Scientific classification
- Kingdom: Animalia
- Phylum: Chordata
- Class: Mammalia
- Order: Rodentia
- Family: Cricetidae
- Subfamily: Neotominae
- Genus: Peromyscus
- Species: P. simulus
- Binomial name: Peromyscus simulus Osgood, 1904
- Synonyms: Peromyscus boylii simulus

= Nayarit mouse =

- Genus: Peromyscus
- Species: simulus
- Authority: Osgood, 1904
- Conservation status: VU
- Synonyms: Peromyscus boylii simulus

Species of rodent

The Nayarit mouse or Sinaloan deermouse (Peromyscus simulus) is a species of rodent in the family Cricetidae. It is a species of the genus Peromyscus, a closely related group of New World mice often called "deermice". It is endemic to Mexico. It was considered a subspecies of brush mouse until 1977.

==Description==
The Nayarit mouse is the smallest mouse within the P. boylii species group, with a head and body length of about 10 cm, and a tail measuring about the same again.
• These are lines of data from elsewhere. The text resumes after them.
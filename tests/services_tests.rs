use port_scan_rs::services::ServiceDirectory;
use std::path::Path;

#[test]
fn shipped_directory_loads() {
    let path = Path::new(env!("CARGO_MANIFEST_DIR")).join("services.json");
    let dir = ServiceDirectory::load_from_path(path).expect("load ok");
    assert!(!dir.is_empty());
    assert_eq!(dir.lookup(22), Some("SSH"));
    assert_eq!(dir.lookup(443), Some("HTTPS"));
    assert_eq!(dir.lookup(1), None);
}

#[test]
fn whitespace_around_keys_is_tolerated() {
    let dir = ServiceDirectory::parse_json_str(r#"{" 8080 ": "HTTP-Proxy"}"#).expect("parse ok");
    assert_eq!(dir.lookup(8080), Some("HTTP-Proxy"));
}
They typically also have a shorter snout than other members of the species group. They have tawny fur, with creamy-white underparts and a poorly defined stripe of darker, almost black, fur down the middle of the back. The limbs are dusky to sooty, with white feet. The tail is hairy, usually darker above than below, and ends in a distinct tuft.

==Distribution and habitat==
The Nayarit mouse is found only along the Pacific coast of Mexico, from southern Sinaloa to central Nayarit. It inhabits forested terrain in coastal plains and river valleys below 200 m, including mangrove swamps, acacia thickets and thorn scrub. There are no recognised subspecies.